## Task
Output all the data exactly as it appears below.

•••

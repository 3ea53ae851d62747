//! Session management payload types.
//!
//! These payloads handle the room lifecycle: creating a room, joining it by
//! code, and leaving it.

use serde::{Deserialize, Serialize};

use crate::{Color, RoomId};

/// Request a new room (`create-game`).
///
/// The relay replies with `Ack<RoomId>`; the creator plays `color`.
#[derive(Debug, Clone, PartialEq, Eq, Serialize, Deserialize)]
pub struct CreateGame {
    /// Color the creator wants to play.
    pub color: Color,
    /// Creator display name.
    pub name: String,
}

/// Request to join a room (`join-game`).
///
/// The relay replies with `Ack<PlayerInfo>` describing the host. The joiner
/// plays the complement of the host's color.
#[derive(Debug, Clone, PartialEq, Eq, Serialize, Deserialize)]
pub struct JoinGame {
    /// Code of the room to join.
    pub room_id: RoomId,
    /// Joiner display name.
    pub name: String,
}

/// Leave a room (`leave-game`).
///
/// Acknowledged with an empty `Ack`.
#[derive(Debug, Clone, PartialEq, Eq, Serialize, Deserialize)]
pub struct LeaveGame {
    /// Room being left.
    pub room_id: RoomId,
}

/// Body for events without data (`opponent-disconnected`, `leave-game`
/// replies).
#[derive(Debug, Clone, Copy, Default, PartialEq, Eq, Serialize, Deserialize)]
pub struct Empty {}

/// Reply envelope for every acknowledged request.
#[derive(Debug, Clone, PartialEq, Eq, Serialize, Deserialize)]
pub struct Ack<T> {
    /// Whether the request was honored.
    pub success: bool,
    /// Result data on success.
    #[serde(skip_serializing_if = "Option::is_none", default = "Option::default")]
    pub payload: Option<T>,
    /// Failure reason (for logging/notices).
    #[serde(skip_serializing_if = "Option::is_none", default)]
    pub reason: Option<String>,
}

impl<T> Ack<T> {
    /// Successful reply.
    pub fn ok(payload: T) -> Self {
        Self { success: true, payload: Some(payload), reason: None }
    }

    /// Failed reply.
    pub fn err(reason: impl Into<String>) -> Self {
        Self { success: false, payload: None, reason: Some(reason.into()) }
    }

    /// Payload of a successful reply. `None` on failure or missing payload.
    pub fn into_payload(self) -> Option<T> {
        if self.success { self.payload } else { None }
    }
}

•••

## Solution for this task
repository 3ea53ae851d62747
//! Session management payload types.
//!
//! These payloads handle the room lifecycle: creating a room, joining it by
//! code, and leaving it.

use serde::{Deserialize, Serialize};

use crate::{Color, RoomId};

/// Request a new room (`create-game`).
///
/// The relay replies with `Ack<RoomId>`; the creator plays `color`.
#[derive(Debug, Clone, PartialEq, Eq, Serialize, Deserialize)]
pub struct CreateGame {
    /// Color the creator wants to play.
    pub color: Color,
    /// Creator display name.
    pub name: String,
}

/// Request to join a room (`join-game`).
///
/// The relay replies with `Ack<PlayerInfo>` describing the host. The joiner
/// plays the complement of the host's color.
#[derive(Debug, Clone, PartialEq, Eq, Serialize, Deserialize)]
pub struct JoinGame {
    /// Code of the room to join.
    pub room_id: RoomId,
    /// Joiner display name.
    pub name: String,
}

/// Leave a room (`leave-game`).
///
/// Acknowledged with an empty `Ack`.
#[derive(Debug, Clone, PartialEq, Eq, Serialize, Deserialize)]
pub struct LeaveGame {
    /// Room being left.
    pub room_id: RoomId,
}

/// Body for events without data (`opponent-disconnected`, `leave-game`
/// replies).
#[derive(Debug, Clone, Copy, Default, PartialEq, Eq, Serialize, Deserialize)]
pub struct Empty {}

/// Reply envelope for every acknowledged request.
#[derive(Debug, Clone, PartialEq, Eq, Serialize, Deserialize)]
pub struct Ack<T> {
    /// Whether the request was honored.
    pub success: bool,
    /// Result data on success.
    #[serde(skip_serializing_if = "Option::is_none", default = "Option::default")]
    pub payload: Option<T>,
    /// Failure reason (for logging/notices).
    #[serde(skip_serializing_if = "Option::is_none", default)]
    pub reason: Option<String>,
}

impl<T> Ack<T> {
    /// Successful reply.
    pub fn ok(payload: T) -> Self {
        Self { success: true, payload: Some(payload), reason: None }
    }

    /// Failed reply.
    pub fn err(reason: impl Into<String>) -> Self {
        Self { success: false, payload: None, reason: Some(reason.into()) }
    }

    /// Payload of a successful reply. `None` on failure or missing payload.
    pub fn into_payload(self) -> Option<T> {
        if self.success { self.payload } else { None }
    }
}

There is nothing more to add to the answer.